DOHA // Many of the nearly 200 films screened during this week’s Aljazeera International Documentary Film Festival offered a glimpse into the unsettled lives of youth across a region experiencing great and sometimes violent change as it opens up to, and crashes against, the modern world.
“Young people today are more likely to be bicultural and travel a lot,” Hamid Naficy, a film professor at Northwestern University-Qatar, said after watching several shorts by young filmmakers at the free four-day event.
“They experience different languages and ideas, and are no longer seeing the world through the national perspective, but a personal one,” he added. “They are constructing their own identities, and we’re seeing a shift from roots to routes.”
Launched in 2005, the festival has grown steadily. This year’s films, from more than 90 countries including the United States, China, Russia, Yemen, Japan, Senegal, Argentina, Spain, Iran and the UAE, were chosen from nearly 1,000 submissions. They competed for awards in four categories: full-length, medium, short and New Horizons, for young and first-time directors.
The festival theme was Freedom, but a number of films highlighted the hardships of where they were made. Sons of the Sun, made by the Doha-born Egyptian filmmaker Ahmad Abdul Nasser, examined the marginalisation of albinos in Egypt.
Petty Dreams, by the Qatari film student Tariq el Makki, addressed the increase in suicide among expatriate workers in Qatar. The story focused on South Asian labourers but also presented two Arab expatriates painfully recalling how deceptive recruiters destroyed their lives.
“The underbelly of the Qatari economy is blue-collar workers,” said Prof Naficy, who has written three books on exile and diaspora issues. “One part of globalisation is this incredible displacement of people, resulting in a ‘labour diaspora’ that covers a gamut of motivations and social classes.”
One social group with a strong presence in this year’s festival was women. They directed more than 50 of the selections, including Breast Cancer, a New Horizons short made by two second-year journalism students at Northwestern University-Qatar.
The film, for which Thouria Mahmoud and Zainab Sultan received top marks in their visual media class, details how despite advances in modern science, the illness remains a taboo subject across the Gulf.
“It’s always blamed on the woman here,” Ms Mahmoud, 19, a Palestinian born and raised in Qatar, said after the film’s screening. As a result, no locals were willing to speak about their experience on film. The young filmmakers instead focused on the difficult experiences of expatriates.
“Qatari women are involved in activist programmes,” said Ms Sultan, 21, an Indian raised in Saudi Arabia. “But they may not want to come out in such a public forum.” In the end, the film seemed to suggest that only by bringing the illness into the light could it be defeated.
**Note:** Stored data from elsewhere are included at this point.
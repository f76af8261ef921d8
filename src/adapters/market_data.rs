//! Simulated market data supplier
//!
//! Serves snapshots from configured base prices, optionally moving each price
//! by a bounded random walk on every read.

use async_trait::async_trait;
use rand::Rng;
use rust_decimal::Decimal;
use std::collections::HashMap;
use std::sync::Mutex;
use tracing::debug;

use crate::config::MarketDataConfig;
use crate::domain::MarketSnapshot;
use crate::error::{Result, WarMachineError};
use crate::platform::MarketDataProvider;

pub struct SimulatedMarketData {
    prices: Mutex<HashMap<String, Decimal>>,
    default_price: Option<Decimal>,
    jitter_bps: u32,
    volume_distribution: Option<Vec<Decimal>>,
    market_participation: Option<Decimal>,
}

impl SimulatedMarketData {
    /// Fixed prices, no jitter
    pub fn fixed<I, S>(prices: I) -> Self
    where
        I: IntoIterator<Item = (S, Decimal)>,
        S: Into<String>,
    {
        Self {
            prices: Mutex::new(
                prices
                    .into_iter()
                    .map(|(symbol, price)| {
                        let symbol: String = symbol.into();
                        (normalize(&symbol), price)
                    })
                    .collect(),
            ),
            default_price: None,
            jitter_bps: 0,
            volume_distribution: None,
            market_participation: None,
        }
    }

    pub fn from_config(config: &MarketDataConfig) -> Self {
        Self {
            default_price: config.default_price,
            jitter_bps: config.jitter_bps,
            volume_distribution: config.volume_distribution.clone(),
            market_participation: config.market_participation,
            ..Self::fixed(config.base_prices.clone())
        }
    }

    pub fn with_volume_distribution(mut self, weights: Vec<Decimal>) -> Self {
        self.volume_distribution = Some(weights);
        self
    }

    pub fn with_participation(mut self, participation: Decimal) -> Self {
        self.market_participation = Some(participation);
        self
    }

    /// Set or replace the price for a symbol.
    pub fn set_price(&self, symbol: &str, price: Decimal) -> Result<()> {
        self.lock_prices()?.insert(normalize(symbol), price);
        Ok(())
    }

    fn lock_prices(&self) -> Result<std::sync::MutexGuard<'_, HashMap<String, Decimal>>> {
        self.prices
            .lock()
            .map_err(|_| WarMachineError::Internal("market data price lock poisoned".to_string()))
    }

    fn next_price(&self, symbol: &str) -> Result<Decimal> {
        let mut prices = self.lock_prices()?;
        let key = normalize(symbol);
        let current = match prices.get(&key).copied().or(self.default_price) {
            Some(price) => price,
            None => {
                return Err(WarMachineError::MarketDataUnavailable(format!(
                    "no price for {symbol}"
                )))
            }
        };

        if self.jitter_bps == 0 {
            return Ok(current);
        }

        let bps = i64::from(self.jitter_bps);
        let step = rand::thread_rng().gen_range(-bps..=bps);
        let moved = current * (Decimal::ONE + Decimal::new(step, 4));
        // never walk to zero or below
        let next = if moved > Decimal::ZERO { moved } else { current };
        let next = next.round_dp(4);
        prices.insert(key, next);
        Ok(next)
    }
}

fn normalize(symbol: &str) -> String {
    symbol.trim().to_ascii_uppercase()
}

#[async_trait]
impl MarketDataProvider for SimulatedMarketData {
    async fn get_snapshot(&self, symbol: &str) -> Result<MarketSnapshot> {
        let price = self.next_price(symbol)?;
        let mut snapshot = MarketSnapshot::new(symbol, price);
        snapshot.volume_distribution = self.volume_distribution.clone();
        snapshot.market_participation = self.market_participation;

        debug!(symbol, price = %price, "Served simulated snapshot");
        Ok(snapshot)
    }
}
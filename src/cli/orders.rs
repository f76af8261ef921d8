//! Order commands: batch files, single orders, and JSON-lines streaming.

use serde::Deserialize;
use std::future::Future;
use std::path::Path;
use tokio::io::{AsyncBufRead, AsyncBufReadExt};
use tracing::{info, warn};
use uuid::Uuid;

use super::output::{print_items, print_stats, OrderRow, OutputMode, PositionRow};
use crate::domain::OrderRequest;
use crate::platform::{ExecutionEngine, OrderPriority};

/// One order as written in a batch file or on a stdin line
///
/// ```json
/// {"symbol": "AAPL", "side": "buy", "quantity": "100", "strategy": "twap", "priority": "high"}
/// ```
#[derive(Debug, Clone, Deserialize)]
pub struct OrderEntry {
    #[serde(flatten)]
    pub request: OrderRequest,
    #[serde(default)]
    pub priority: OrderPriority,
}

/// Read a JSON array of orders.
pub fn load_batch(path: &Path) -> anyhow::Result<Vec<OrderEntry>> {
    let raw = std::fs::read_to_string(path)?;
    parse_batch(&raw)
}

/// Parse a JSON array entry by entry; an entry that does not decode is
/// logged and skipped, only a malformed array fails the whole batch.
pub fn parse_batch(raw: &str) -> anyhow::Result<Vec<OrderEntry>> {
    let values: Vec<serde_json::Value> = serde_json::from_str(raw)?;
    let mut entries = Vec::with_capacity(values.len());
    for (index, value) in values.into_iter().enumerate() {
        match serde_json::from_value::<OrderEntry>(value) {
            Ok(entry) => entries.push(entry),
            Err(e) => warn!(index, error = %e, "Skipping malformed batch entry"),
        }
    }
    Ok(entries)
}

pub fn parse_line(line: &str) -> anyhow::Result<OrderEntry> {
    Ok(serde_json::from_str(line.trim())?)
}

/// Submit every entry, work the queue dry, then print the outcome.
pub async fn run_batch(
    engine: &ExecutionEngine,
    entries: Vec<OrderEntry>,
    mode: OutputMode,
) -> anyhow::Result<Vec<Uuid>> {
    let mut submitted = Vec::with_capacity(entries.len());
    for entry in entries {
        let symbol = entry.request.symbol.clone();
        match engine
            .submit_order_with_priority(entry.request, entry.priority)
            .await
        {
            Ok(order) => submitted.push(order.order_id),
            Err(e) => warn!(symbol = %symbol, error = %e, "Order refused at submission"),
        }
    }

    let handled = engine.run_until_idle().await?;
    engine.flush_notifications().await;
    info!(submitted = submitted.len(), handled, "Batch complete");

    report(engine, &submitted, mode).await?;
    Ok(submitted)
}

/// Read one order per line until EOF or `shutdown` resolves.
///
/// EOF drains whatever is still queued; a shutdown leaves it queued and
/// reports it as pending.
pub async fn run_stream<R, S>(
    engine: &ExecutionEngine,
    reader: R,
    shutdown: S,
    mode: OutputMode,
) -> anyhow::Result<Vec<Uuid>>
where
    R: AsyncBufRead + Unpin,
    S: Future<Output = ()>,
{
    let worker = engine.spawn()?;
    let mut lines = reader.lines();
    let mut submitted = Vec::new();
    let mut drain = true;
    tokio::pin!(shutdown);

    loop {
        tokio::select! {
            _ = &mut shutdown => {
                info!("Shutdown requested, leaving queued orders in place");
                drain = false;
                break;
            }
            line = lines.next_line() => {
                let Some(line) = line? else { break };
                if line.trim().is_empty() {
                    continue;
                }
                let entry = match parse_line(&line) {
                    Ok(entry) => entry,
                    Err(e) => {
                        warn!(error = %e, "Skipping malformed order line");
                        continue;
                    }
                };
                match engine.submit_order_with_priority(entry.request, entry.priority).await {
                    Ok(order) => submitted.push(order.order_id),
                    Err(e) => warn!(error = %e, "Order refused at submission"),
                }
            }
        }
    }

    engine.stop();
    worker.await?;
    if drain {
        engine.run_until_idle().await?;
    }
    engine.flush_notifications().await;

    report(engine, &submitted, mode).await?;
    Ok(submitted)
}

async fn report(engine: &ExecutionEngine, order_ids: &[Uuid], mode: OutputMode) -> anyhow::Result<()> {
    let mut orders = Vec::with_capacity(order_ids.len());
    for order_id in order_ids {
        orders.push(OrderRow::from(&engine.get_order(*order_id).await?));
    }
    print_items(&orders, mode)?;

    let mut positions: Vec<_> = engine.get_positions().await.into_values().collect();
    positions.sort_by(|a, b| a.symbol.cmp(&b.symbol));
    let positions: Vec<PositionRow> = positions.iter().map(PositionRow::from).collect();
    print_items(&positions, mode)?;

    print_stats(&engine.get_execution_stats().await, mode)
}

#[cfg(test)]
mod tests {
    use super::*;
    use crate::adapters::{LogNotifier, SimulatedMarketData};
    use crate::config::EngineConfig;
    use crate::domain::{ExecutionStrategy, OrderSide, OrderStatus, OrderType};
    use crate::platform::{ExecutionEvent, NotificationSink, RiskLimits};
    use crate::strategy::{ExecutionStrategyEngine, SettlementDelay, StrategyParams};
    use rust_decimal_macros::dec;
    use std::sync::atomic::{AtomicUsize, Ordering};
    use std::sync::Arc;

    fn engine() -> ExecutionEngine {
        let limits = RiskLimits {
            max_position_size: dec!(1),
            max_total_risk: dec!(1),
            max_daily_loss: dec!(1),
            max_order_size: dec!(1),
            max_open_positions: 10,
        };
        ExecutionEngine::from_parts(
            EngineConfig {
                poll_timeout_ms: 10,
                ..EngineConfig::default()
            },
            limits,
            ExecutionStrategyEngine::new(StrategyParams::default(), SettlementDelay::none()),
            Arc::new(SimulatedMarketData::fixed([("AAPL", dec!(150))])),
            Arc::new(LogNotifier),
        )
        .unwrap()
    }

    #[test]
    fn test_parse_line_with_priority() {
        let entry = parse_line(
            r#"{"symbol":"AAPL","side":"sell","order_type":"limit","quantity":"10","price":"151.5","strategy":"iceberg","priority":"critical"}"#,
        )
        .unwrap();
        assert_eq!(entry.priority, OrderPriority::Critical);
        assert_eq!(entry.request.side, OrderSide::Sell);
        assert_eq!(entry.request.order_type, OrderType::Limit);
        assert_eq!(entry.request.price, Some(dec!(151.5)));
        assert_eq!(entry.request.strategy, ExecutionStrategy::Iceberg);
    }

    #[test]
    fn test_parse_line_defaults() {
        let entry = parse_line(r#"{"symbol":"AAPL","side":"buy","quantity":"1"}"#).unwrap();
        assert_eq!(entry.priority, OrderPriority::Medium);
        assert_eq!(entry.request.order_type, OrderType::Market);
        assert_eq!(entry.request.strategy, ExecutionStrategy::Immediate);
    }

    #[tokio::test]
    async fn test_run_batch_skips_invalid_requests() {
        let engine = engine();
        let entries = vec![
            parse_line(r#"{"symbol":"AAPL","side":"buy","quantity":"5"}"#).unwrap(),
            parse_line(r#"{"symbol":"AAPL","side":"buy","quantity":"0"}"#).unwrap(),
        ];
        let ids = run_batch(&engine, entries, OutputMode::Json).await.unwrap();
        assert_eq!(ids.len(), 1);
        assert_eq!(
            engine.get_order_status(ids[0]).await.unwrap(),
            OrderStatus::Filled
        );
    }

    #[test]
    fn test_parse_batch_skips_bad_entries() {
        let entries = parse_batch(
            r#"[
                {"symbol":"AAPL","side":"buy","quantity":"5"},
                {"symbol":"AAPL","side":"buy","quantity":"5","strategy":"sniper"},
                {"symbol":"MSFT","side":"sell","quantity":"2","priority":"high"}
            ]"#,
        )
        .unwrap();
        assert_eq!(entries.len(), 2);
        assert_eq!(entries[0].request.symbol, "AAPL");
        assert_eq!(entries[1].request.symbol, "MSFT");
        assert_eq!(entries[1].priority, OrderPriority::High);
    }

    #[test]
    fn test_parse_batch_rejects_non_array() {
        assert!(parse_batch(r#"{"symbol":"AAPL"}"#).is_err());
        assert!(parse_batch("[").is_err());
    }

    /// Counts deliveries after a delay.
    struct SlowCountingSink(AtomicUsize);

    #[async_trait::async_trait]
    impl NotificationSink for SlowCountingSink {
        async fn notify(&self, _event: &ExecutionEvent) -> crate::error::Result<()> {
            tokio::time::sleep(std::time::Duration::from_millis(50)).await;
            self.0.fetch_add(1, Ordering::SeqCst);
            Ok(())
        }
    }

    #[tokio::test]
    async fn test_run_batch_returns_after_notifications_delivered() {
        let sink = Arc::new(SlowCountingSink(AtomicUsize::new(0)));
        let engine = ExecutionEngine::from_parts(
            EngineConfig::default(),
            RiskLimits {
                max_position_size: dec!(1),
                max_total_risk: dec!(1),
                max_daily_loss: dec!(1),
                max_order_size: dec!(1),
                max_open_positions: 10,
            },
            ExecutionStrategyEngine::new(StrategyParams::default(), SettlementDelay::none()),
            Arc::new(SimulatedMarketData::fixed([("AAPL", dec!(150))])),
            sink.clone(),
        )
        .unwrap();
        let entries = parse_batch(
            r#"[{"symbol":"AAPL","side":"buy","quantity":"1"},{"symbol":"AAPL","side":"buy","quantity":"2"}]"#,
        )
        .unwrap();

        run_batch(&engine, entries, OutputMode::Json).await.unwrap();
        assert_eq!(sink.0.load(Ordering::SeqCst), 2);
    }

    #[tokio::test]
    async fn test_run_stream_drains_on_eof() {
        let engine = engine();
        let input = b"{\"symbol\":\"AAPL\",\"side\":\"buy\",\"quantity\":\"2\"}\n\nnot json\n{\"symbol\":\"AAPL\",\"side\":\"buy\",\"quantity\":\"3\",\"priority\":\"low\"}\n";
        let reader = tokio::io::BufReader::new(&input[..]);

        let ids = run_stream(&engine, reader, std::future::pending::<()>(), OutputMode::Json)
            .await
            .unwrap();
        assert_eq!(ids.len(), 2);
        assert_eq!(engine.get_position("AAPL").await.unwrap().quantity, dec!(5));
        assert!(!engine.is_running());
    }
}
The Syrian filmmaker Su’dad Kaadan, meanwhile, sought to upend gender roles. Looking for Pink tells the story of four Syrian women who excel in professions generally reserved for men in the Arab world, including a musician, a kickboxing champion and a pilot.
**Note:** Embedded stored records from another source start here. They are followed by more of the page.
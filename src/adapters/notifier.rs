//! Execution event sinks
//!
//! The engine fires events and forgets them; any retrying happens here.

use async_trait::async_trait;
use reqwest::Client;
use std::sync::Arc;
use std::time::Duration;
use tokio::sync::mpsc;
use tracing::{debug, error, info, warn};

use crate::config::NotificationConfig;
use crate::error::{Result, WarMachineError};
use crate::platform::{ExecutionEvent, NotificationSink};

/// Writes each event to the log
#[derive(Debug, Clone, Default)]
pub struct LogNotifier;

#[async_trait]
impl NotificationSink for LogNotifier {
    async fn notify(&self, event: &ExecutionEvent) -> Result<()> {
        info!(
            order_id = %event.order_id,
            symbol = %event.symbol,
            side = %event.side,
            status = %event.status,
            filled = %event.filled_quantity,
            price = ?event.price,
            slippage = ?event.slippage,
            pnl = ?event.pnl,
            reason = event.reason.as_deref().unwrap_or(""),
            "Execution event"
        );
        Ok(())
    }
}

/// Forwards events into an mpsc channel
#[derive(Debug, Clone)]
pub struct ChannelNotifier {
    tx: mpsc::UnboundedSender<ExecutionEvent>,
}

impl ChannelNotifier {
    pub fn new() -> (Self, mpsc::UnboundedReceiver<ExecutionEvent>) {
        let (tx, rx) = mpsc::unbounded_channel();
        (Self { tx }, rx)
    }
}

#[async_trait]
impl NotificationSink for ChannelNotifier {
    async fn notify(&self, event: &ExecutionEvent) -> Result<()> {
        self.tx
            .send(event.clone())
            .map_err(|_| WarMachineError::Notification("event receiver dropped".to_string()))
    }
}

/// Posts events as JSON to a webhook, retrying with exponential backoff
#[derive(Clone)]
pub struct WebhookNotifier {
    client: Client,
    webhook_url: String,
    max_retries: u32,
    initial_backoff: Duration,
}

impl WebhookNotifier {
    pub fn new(
        webhook_url: impl Into<String>,
        max_retries: u32,
        initial_backoff: Duration,
        timeout: Duration,
    ) -> Result<Self> {
        let client = Client::builder().timeout(timeout).build()?;
        Ok(Self {
            client,
            webhook_url: webhook_url.into(),
            max_retries,
            initial_backoff,
        })
    }

    async fn post_once(&self, event: &ExecutionEvent) -> Result<()> {
        let resp = self
            .client
            .post(&self.webhook_url)
            .json(event)
            .send()
            .await?;

        if resp.status().is_success() {
            debug!(order_id = %event.order_id, "Webhook notification sent");
            Ok(())
        } else {
            let status = resp.status();
            let body = resp.text().await.unwrap_or_default();
            Err(WarMachineError::Notification(format!("HTTP {}: {}", status, body)))
        }
    }
}

#[async_trait]
impl NotificationSink for WebhookNotifier {
    async fn notify(&self, event: &ExecutionEvent) -> Result<()> {
        let mut backoff = self.initial_backoff;
        let mut attempt = 0;
        loop {
            match self.post_once(event).await {
                Ok(()) => return Ok(()),
                Err(e) if attempt < self.max_retries => {
                    attempt += 1;
                    warn!(
                        order_id = %event.order_id,
                        attempt,
                        error = %e,
                        "Webhook notification failed, retrying"
                    );
                    tokio::time::sleep(backoff).await;
                    backoff = backoff.saturating_mul(2);
                }
                Err(e) => {
                    error!(order_id = %event.order_id, error = %e, "Webhook notification gave up");
                    return Err(e);
                }
            }
        }
    }
}

/// Pick the sink the configuration asks for.
pub fn build_notifier(config: &NotificationConfig) -> Result<Arc<dyn NotificationSink>> {
    match &config.webhook_url {
        Some(url) => {
            info!("Webhook notifications enabled");
            Ok(Arc::new(WebhookNotifier::new(
                url.clone(),
                config.max_retries,
                Duration::from_millis(config.initial_backoff_ms),
                Duration::from_millis(config.timeout_ms),
            )?))
        }
        None => Ok(Arc::new(LogNotifier)),
    }
}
“They are in different fields and living distinct personal lives,” Ms Su’dad told the Qatar Tribune. “But they face the same kind of pressure from their families and society.”
Other films held fast to deeply rooted traditions.
Abdel Rahman El Bazanji’s A Tale from Mesopotamia uses Iraq’s narrative tradition – the birthplace of writing; the oft-told tales of Baghdad; the popularity of poetry – to frame the effect of the US invasion.
In making The Falcon, meanwhile, the veteran Australian wildlife filmmaker Lyndal Davis zeroed in Qataris’ centuries-long love for falcons.
Riham Assi also examined nature, but from a different angle. In her short film Forgotten Flower, which she made as her graduation project at St Joseph University in Beirut, a tobacco plant expresses abandonment and neglect as it is cut, dried and packaged for shipping.
“In the Middle East and beyond there has been a real emergence of women filmmakers, and along with that there is a new experimentation with style,” Prof Naficy said. “This is essentially an autobiographical story told from the point of view of the plant, and it’s told with great sensitivity and environmental consciousness.”
With bold thinking, cheaper equipment and the ease of online distribution, such experimentation among Arab filmmakers is leading to a blossoming akin to that of Iranian cinema in the 1970s, Prof Naficy said.
One hurdle, however, is that most major film and television ventures in the Gulf, such as Alnoor Holdings’ film fund, worth US$200 million (Dh734m), have their eyes turned to the West.
“Going towards Hollywood is one way, but going local is another way that can be equally exciting,” he said. Prof Naficy teaches students from 15 countries. He envisions them returning to their homelands to work, yet keeping in regular contact with their former classmates.
“A sort of lateral network will develop that might replace the national,” he said. “Governments would do well to create more venues and events like this festival to increase the opportunities for their creative youth.”
That is not to say there are no opportunities today. While leaving the screening of their film on Tuesday, Ms Mahmoud and Ms Sultan were introduced to a producer from Al Jazeera News. Prof Naficy advised the two journalism students to apply for jobs.
“We will,” said Ms Mahmoud, smiling.